If you’ve been assuming that the coronavirus would simply blow over, or that it wouldn’t have a major effect on you, then you’re in for a rude awakening. According to a White House briefing by Dr. Anthony Fauci, director of the National Institute of Allergy and Infectious Diseases, Americans’ lives are going to be changing a lot thanks to the virus.
Dr. Fauci issued a warning to the US during a White House briefing, stating that people would need to change the way they live and operate to accommodate the virus. “We would like the country to realize that as a nation, we can’t be doing the kinds of things we were doing a few months ago. It doesn’t matter if you’re in a state that has no cases or one case,” Dr. Fauci stated. He referred people to the federal coronavirus.gov website for more information on what precautions they can take.

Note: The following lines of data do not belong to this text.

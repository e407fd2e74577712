//! Template routes

use axum::extract::State;
use std::sync::Arc;
use uuid::Uuid;

use crate::api::{
    ApiJson, ApiPath, ApiQuery, Created, DataResponse, Paginated, PaginationParams,
};
use crate::app::AppState;
use crate::domain::{CreateTemplateRequest, Template, TemplateFilter, UpdateTemplateRequest};
use crate::error::ApiResult;
use crate::store::TemplateRepository;

/// POST /templates
pub async fn create_template(
    State(state): State<Arc<AppState>>,
    ApiJson(req): ApiJson<CreateTemplateRequest>,
) -> ApiResult<Created<Template>> {
    tracing::info!(
        company_id = %req.company_id,
        name = %req.name,
        category = ?req.category,
        "Creating template"
    );

    let template = state.store.templates.create(req).await?;
    Ok(Created(template))
}

/// GET /templates
///
/// Filters: `company_id`, `category`, `is_active`.
pub async fn list_templates(
    State(state): State<Arc<AppState>>,
    ApiQuery(filter): ApiQuery<TemplateFilter>,
    ApiQuery(pagination): ApiQuery<PaginationParams>,
) -> ApiResult<Paginated<Template>> {
    let page = Paginated::collect(state.store.templates.list(filter), &pagination).await?;
    Ok(page)
}

/// GET /templates/:template_id
pub async fn get_template(
    State(state): State<Arc<AppState>>,
    ApiPath(template_id): ApiPath<Uuid>,
) -> ApiResult<DataResponse<Template>> {
    let template = state.store.templates.get(template_id).await?;
    Ok(DataResponse::new(template))
}

/// PATCH /templates/:template_id
pub async fn update_template(
    State(state): State<Arc<AppState>>,
    ApiPath(template_id): ApiPath<Uuid>,
    ApiJson(req): ApiJson<UpdateTemplateRequest>,
) -> ApiResult<DataResponse<Template>> {
    tracing::info!(template_id = %template_id, "Updating template");

    let template = state.store.templates.update(template_id, req).await?;
    Ok(DataResponse::new(template))
}

/// POST /templates/:template_id/deactivate
pub async fn deactivate_template(
    State(state): State<Arc<AppState>>,
    ApiPath(template_id): ApiPath<Uuid>,
) -> ApiResult<DataResponse<Template>> {
    tracing::info!(template_id = %template_id, "Deactivating template");

    let template = state.store.templates.deactivate(template_id).await?;
    Ok(DataResponse::new(template))
}
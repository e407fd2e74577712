//! Tracing subscriber setup
//!
//! `RUST_LOG` overrides the per-environment defaults below.

use crate::config::Environment;
use tracing_subscriber::{
    fmt::format::FmtSpan, layer::SubscriberExt, util::SubscriberInitExt, EnvFilter,
};

/// Default directives when `RUST_LOG` is unset.
///
/// Dev shows every statement the store runs (`sqlx::query` logs at debug);
/// elsewhere sqlx only reports slow or failed statements.
fn default_directives(env: &Environment) -> &'static str {
    match env {
        Environment::Dev => "randgate_backend=debug,tower_http=debug,sqlx::query=debug,info",
        Environment::Staging => "randgate_backend=debug,tower_http=info,sqlx=warn,info",
        Environment::Prod => "randgate_backend=info,tower_http=info,sqlx=warn,warn",
    }
}

pub fn init_logging(env: &Environment) {
    let filter = EnvFilter::try_from_default_env()
        .unwrap_or_else(|_| EnvFilter::new(default_directives(env)));

    // Request spans report their duration when they close.
    let span_events = if env.is_prod() {
        FmtSpan::NONE
    } else {
        FmtSpan::CLOSE
    };

    let fmt_layer = tracing_subscriber::fmt::layer()
        .with_target(true)
        .with_thread_ids(false)
        .with_span_events(span_events)
        .with_file(env.is_dev())
        .with_line_number(env.is_dev());

    if env.is_prod() {
        tracing_subscriber::registry()
            .with(filter)
            .with(fmt_layer.json().flatten_event(true))
            .init();
    } else {
        tracing_subscriber::registry()
            .with(filter)
            .with(fmt_layer.pretty())
            .init();
    }

    tracing::info!(
        env = ?env,
        directives = default_directives(env),
        "Logging initialized"
    );
}

#[cfg(test)]
mod tests {
    use super::*;

    #[test]
    fn default_directives_parse() {
        for env in [Environment::Dev, Environment::Staging, Environment::Prod] {
            assert!(default_directives(&env).parse::<EnvFilter>().is_ok());
        }
    }

    #[test]
    fn statement_logging_only_in_dev() {
        assert!(default_directives(&Environment::Dev).contains("sqlx::query=debug"));
        assert!(default_directives(&Environment::Prod).contains("sqlx=warn"));
    }
}
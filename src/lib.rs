//! RandGate bid response backend.
//!
//! Companies publish tenders, respond to other companies' tenders with bids
//! and keep reusable proposal templates. [`store`] holds the data model and
//! its consistency rules; the rest is the HTTP service around it.

pub mod api;
pub mod app;
pub mod config;
pub mod db;
pub mod domain;
pub mod error;
pub mod logging;
pub mod middleware;
pub mod routes;
pub mod store;
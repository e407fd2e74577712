use chrono::{DateTime, Utc};
use serde::{Deserialize, Serialize};
use std::fmt;
use std::str::FromStr;
use uuid::Uuid;

use super::ParseEnumError;

/// Bid status
#[derive(Debug, Clone, Copy, Serialize, Deserialize, PartialEq, Eq, Default)]
#[serde(rename_all = "snake_case")]
pub enum BidStatus {
    #[default]
    Draft,
    Submitted,
    Shortlisted,
    Rejected,
    Awarded,
}

impl BidStatus {
    pub fn as_str(&self) -> &'static str {
        match self {
            Self::Draft => "draft",
            Self::Submitted => "submitted",
            Self::Shortlisted => "shortlisted",
            Self::Rejected => "rejected",
            Self::Awarded => "awarded",
        }
    }

    /// Every state past draft implies the bid was handed in.
    pub fn is_submitted(&self) -> bool {
        !matches!(self, Self::Draft)
    }
}

impl FromStr for BidStatus {
    type Err = ParseEnumError;

    fn from_str(s: &str) -> Result<Self, Self::Err> {
        match s {
            "draft" => Ok(Self::Draft),
            "submitted" => Ok(Self::Submitted),
            "shortlisted" => Ok(Self::Shortlisted),
            "rejected" => Ok(Self::Rejected),
            "awarded" => Ok(Self::Awarded),
            other => Err(ParseEnumError::new("bid status", other)),
        }
    }
}

impl fmt::Display for BidStatus {
    fn fmt(&self, f: &mut fmt::Formatter<'_>) -> fmt::Result {
        f.write_str(self.as_str())
    }
}

/// Bid response entity
///
/// The bidding company is independent of the company that owns the tender.
#[derive(Debug, Clone, PartialEq, Serialize, Deserialize)]
pub struct BidResponse {
    pub id: Uuid,
    pub tender_id: Uuid,
    pub company_id: Uuid,
    pub proposal_text: Option<String>,
    pub price_quote: Option<f64>,
    /// Rendered proposal document, produced elsewhere
    pub pdf_url: Option<String>,
    pub status: BidStatus,
    pub submitted_at: Option<DateTime<Utc>>,
    pub created_at: DateTime<Utc>,
    pub updated_at: DateTime<Utc>,
}

impl BidResponse {
    /// Overwrite every field present in `update`. `at` is the mutation time
    /// and becomes `submitted_at` if this is the first submitted status.
    pub fn apply(&mut self, update: UpdateBidResponseRequest, at: DateTime<Utc>) {
        if let Some(proposal_text) = update.proposal_text {
            self.proposal_text = Some(proposal_text);
        }
        if let Some(price_quote) = update.price_quote {
            self.price_quote = Some(price_quote);
        }
        if let Some(pdf_url) = update.pdf_url {
            self.pdf_url = Some(pdf_url);
        }
        if let Some(status) = update.status {
            self.set_status(status, at);
        }
    }

    /// submitted_at is written once, on the first move out of draft.
    pub fn set_status(&mut self, status: BidStatus, at: DateTime<Utc>) {
        if status.is_submitted() && self.submitted_at.is_none() {
            self.submitted_at = Some(at);
        }
        self.status = status;
    }
}

/// Request DTO for creating a bid response
#[derive(Debug, Clone, Deserialize)]
pub struct CreateBidResponseRequest {
    pub tender_id: Uuid,
    pub company_id: Uuid,
    #[serde(default)]
    pub proposal_text: Option<String>,
    #[serde(default)]
    pub price_quote: Option<f64>,
    #[serde(default)]
    pub pdf_url: Option<String>,
}

/// Request DTO for updating a bid response
#[derive(Debug, Clone, Default, Deserialize)]
pub struct UpdateBidResponseRequest {
    #[serde(default)]
    pub proposal_text: Option<String>,
    #[serde(default)]
    pub price_quote: Option<f64>,
    #[serde(default)]
    pub pdf_url: Option<String>,
    #[serde(default)]
    pub status: Option<BidStatus>,
}

/// Ordering of a bid listing
#[derive(Debug, Clone, Copy, Deserialize, PartialEq, Eq, Default)]
#[serde(rename_all = "snake_case")]
pub enum BidOrder {
    #[default]
    Inserted,
    /// Cheapest quote first, unpriced bids leading
    Price,
}

/// Filter for listing bid responses
#[derive(Debug, Clone, Default, Deserialize)]
pub struct BidResponseFilter {
    #[serde(default)]
    pub tender_id: Option<Uuid>,
    #[serde(default)]
    pub company_id: Option<Uuid>,
    #[serde(default)]
    pub status: Option<BidStatus>,
    #[serde(default)]
    pub order: BidOrder,
}
//! Identity and timestamp assignment for stored records.

use chrono::{DateTime, Duration, SubsecRound, Utc};
use uuid::Uuid;

/// Identity and creation time handed to a record inside `create`.
#[derive(Debug, Clone, Copy)]
pub struct Stamp {
    pub id: Uuid,
    pub at: DateTime<Utc>,
}

impl Stamp {
    pub fn new() -> Self {
        Self {
            id: Uuid::new_v4(),
            at: now(),
        }
    }
}

impl Default for Stamp {
    fn default() -> Self {
        Self::new()
    }
}

/// Current time at the precision the database keeps (microseconds).
pub fn now() -> DateTime<Utc> {
    Utc::now().trunc_subsecs(6)
}

/// Next `updated_at` for a record last modified at `previous`.
///
/// Always strictly later than `previous`, even when the clock has not
/// advanced a full microsecond since.
pub fn touch(previous: DateTime<Utc>) -> DateTime<Utc> {
    now().max(previous + Duration::microseconds(1))
}
//! Shared fixtures for store integration tests.

#![allow(dead_code)]

use chrono::{Duration, SubsecRound, Utc};
use randgate_backend::config::Settings;
use randgate_backend::db;
use randgate_backend::domain::{
    Company, CreateBidResponseRequest, CreateCompanyRequest, CreateTenderRequest, Tender,
    TenderType,
};
use randgate_backend::store::{CompanyRepository, Store, TenderRepository};
use tempfile::TempDir;
use uuid::Uuid;

/// Helper: spin up an in-memory database with the schema applied.
pub async fn setup() -> Store {
    let pool = db::connect_in_memory().await.unwrap();
    Store::new(pool)
}

/// Helper: a file-backed database behind the production pool settings, so
/// several connections contend for the write lock. Keep the `TempDir` alive
/// for the duration of the test.
pub async fn setup_on_disk() -> (TempDir, Store) {
    let dir = TempDir::new().unwrap();
    let url = format!("sqlite://{}", dir.path().join("randgate.db").display());
    let settings = Settings::from_lookup(|key| match key {
        "DATABASE_URL" => Some(url.clone()),
        "DATABASE_BUSY_TIMEOUT_SECS" => Some("30".to_string()),
        _ => None,
    })
    .unwrap();

    let pool = db::create_pool(&settings).await.unwrap();
    db::init_db(&pool).await.unwrap();
    (dir, Store::new(pool))
}

pub async fn company(store: &Store, name: &str) -> Company {
    store
        .companies
        .create(CreateCompanyRequest {
            name: name.into(),
            ..Default::default()
        })
        .await
        .unwrap()
}

pub fn tender_request(company_id: Uuid, title: &str) -> CreateTenderRequest {
    CreateTenderRequest {
        company_id,
        title: title.into(),
        description: None,
        tender_type: Some(TenderType::Rfq),
        deadline: (Utc::now() + Duration::days(14)).trunc_subsecs(0),
        tor_document_url: None,
    }
}

pub async fn tender(store: &Store, company_id: Uuid, title: &str) -> Tender {
    store
        .tenders
        .create(tender_request(company_id, title))
        .await
        .unwrap()
}

pub fn bid_request(tender_id: Uuid, company_id: Uuid, price: f64) -> CreateBidResponseRequest {
    CreateBidResponseRequest {
        tender_id,
        company_id,
        proposal_text: Some("We will deliver on time.".into()),
        price_quote: Some(price),
        pdf_url: None,
    }
}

“If and when the infections will come — and they will come, sorry to say, sad to say — when you’re dealing with an infectious disease… we want to be where the infection is going to be, as well as where it is,” Dr. Fauci continued. “Everybody should say, ‘All hands on deck.'”
Every second counts when dealing with a serious outbreak of a novel virus. In 1918, a few weeks of delayed response to the “Spanish flu” due to governments not wanting to hurt morale during World War I led to between 50 and 100 million people dying. That virus, H1N1, is a variant of the flu, a disease we’ve gotten much better at containing over the years.
The COVID-19 virus, on the other hand, doesn’t react to simple flu symptom relief. We’ve never encountered it before, and its closest cousin, SARS, was contained much more easily than COVID-19. Since the virus is so new, it’s hard for experts to say what the long-term dangers of the disease are. Will it fade with warmer weather, or is it here to stay? Will it continue to have a case mortality rate of 3.4 percent, or will it become deadlier with time?
Among the most concerning features of the virus are how little we know about it. It could become a seasonal epidemic, breaking out every year when the temperature falls. It could become an endemic, a disease always lurking in some portion of the population, ready to become a full-fledged epidemic again. For these reasons, it’s important for people to be prepared.